Activities & Lesson Plans - Kindergarten Newsletter 11/20/09

Grade: K

Kindergarten | November 20, 2009  

In This Issue: Space Gets Busy; Being Thankful; Big-Screen Book

Shuttle to the Space Station
After a two-day commute, six U.S. astronauts arrived at the International Space Station (ISS)  bearing gifts: 20,000 pounds of spare parts and other goodies, including Amelia Earhart's scarf and a stuffed blue toy spider. During the Atlantis crew's 11-day mission, there will be three spacewalks—and numerous tweets. In a message on Wednesday, one ISSer tweeted: "Atlantis arriving today... Always amazing sight out window. Will be good to see our friends!"

Share with your child: Astronauts carry high school football jerseys, plush mascots and other items on the shuttle to honor their alma mater, hometown or meaningful people, places or things. 

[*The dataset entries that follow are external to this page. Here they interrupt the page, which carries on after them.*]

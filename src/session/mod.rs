//! 会话层（Session Core）
//!
//! 一次测验作答的全部状态，纯同步、无 I/O：
//!
//! - `answer_ledger` - 答题表
//! - `navigator` - 题目导航
//! - `countdown` - 倒计时（外部节拍驱动）
//! - `coordinator` - 提交状态机
//! - `quiz_session` - 以上四者的组合

pub mod answer_ledger;
pub mod coordinator;
pub mod countdown;
pub mod navigator;
pub mod quiz_session;

pub use answer_ledger::AnswerLedger;
pub use coordinator::{
    SubmissionCoordinator, SubmissionOutcome, SubmissionStatus, SubmissionTicket, SubmitDecision,
    SubmitTrigger, Transition,
};
pub use countdown::{CountdownTimer, TickOutcome, LOW_TIME_THRESHOLD_SECS};
pub use navigator::QuestionNavigator;
pub use quiz_session::{
    IgnoreReason, QuizSession, SelectOutcome, SessionTick, SubmissionRequest, SubmitStep,
};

  • THINK: Imagine that you are an astronaut traveling to space. What important items would you want to bring with you? Explain the significance of each.
  • Visit the mission timeline. Pick a few tasks and write each one on separate pieces of paper. Then help your child put them into the right sequence.
  •  Mark the shuttle's launch date, 11/16, on a calendar. Tell your child the mission will last 11 days. Help him or her count down to the shuttle's return.
  • Watch Atlantis launch.
  • See mission updates, video and more at NASA.
Meanwhile, on Mars:
Spirit Rover caught in a sand trap: How on earth will scientists at NASA headquarters make it move? After about six months of being stuck, efforts to help Spirit escape began slowly on November 17. The little-rover-that-could stopped less than 1 second into its first attempt. NASA says that it could take weeks or even months to free Spirit, and even that is uncertain. Still, being stuck didn't crush its spirit—the rover continued to send valuable data back to scientists.
  • See artists' drawings of the Mars rovers and the Mars landscape. Explain that the rovers are there to help scientists learn more about Mars. ASK: What tools might the rovers need to send information back to Earth? 
  • Follow the engineers' efforts to drive Spirit to safety and receive tweets from Mars (kind of).
  • Play on Mars, at the NASA kids' page.
And on the Moon:
Spacecraft that crashed into a crater on its surface revealed evidence that there is water on the moon. The October lunar crash landing kicked up 25 gallons of water—in the forms of ice and vapor. The discovery had some experts and dreamers talking about moon exploration; with a supply of drinking water, astronauts could set up a base camp.
  • Learn more about the mission.
  • ASK: Is the moon or Mars closer to the Earth? How many moons does Mars have?  

Give Thanks
Get your kids thinking about ways to give thanks by giving to others. Encourage them to research organizations in your area that help feed the hungry. Share this statistic: A federal study indicates that more than 49 million Americans are at risk of hunger. That includes nearly 17 million children.
  • ASK: What are some ways that we can help others throughout the year? 
  • ASK: What are you most thankful for? Have your child draw a picture that includes his or her favorite things.
  • ASK: Who are you thankful for? Help your child write a note to a teacher, friend or family member to tell that person why he or she means so much. 
Talk Turkey
Tis the season to involve your child in the planning and preparing
  • Making pie? Have your child draw two circles on a piece of paper; the pumpkin pie will have four slices and chocolate cream will have six slices. ASK: How many total pieces of pie are there? If we eat three pieces of the chocolate pie and all of the pumpkin pie, how many slices will be left?
  • Have your child identify the different shapes in the pie drawings. ASK: How many different shapes do you see and what are they? How many triangles? How many circles?
  • PLAY Big Bird's Shapes.
  • Get a behind-the-balloons look at the Macy's Thanksgiving Day Parade.

A Fox Tale
When kids first met Mr. Fox, he was the main character of a children's book by Roald Dahl, Fantastic Mr. Fox. Kids and parents thought Mr. F and friends were so fantastic that the book became a bestseller—and now, an animated movie. 
  • If your child hasn't read the book, suggest that you read it together. ASK: Do you think this would make a good movie? Why or why not? Which parts of the story would you most like to see onscreen?
  • Watch the trailer.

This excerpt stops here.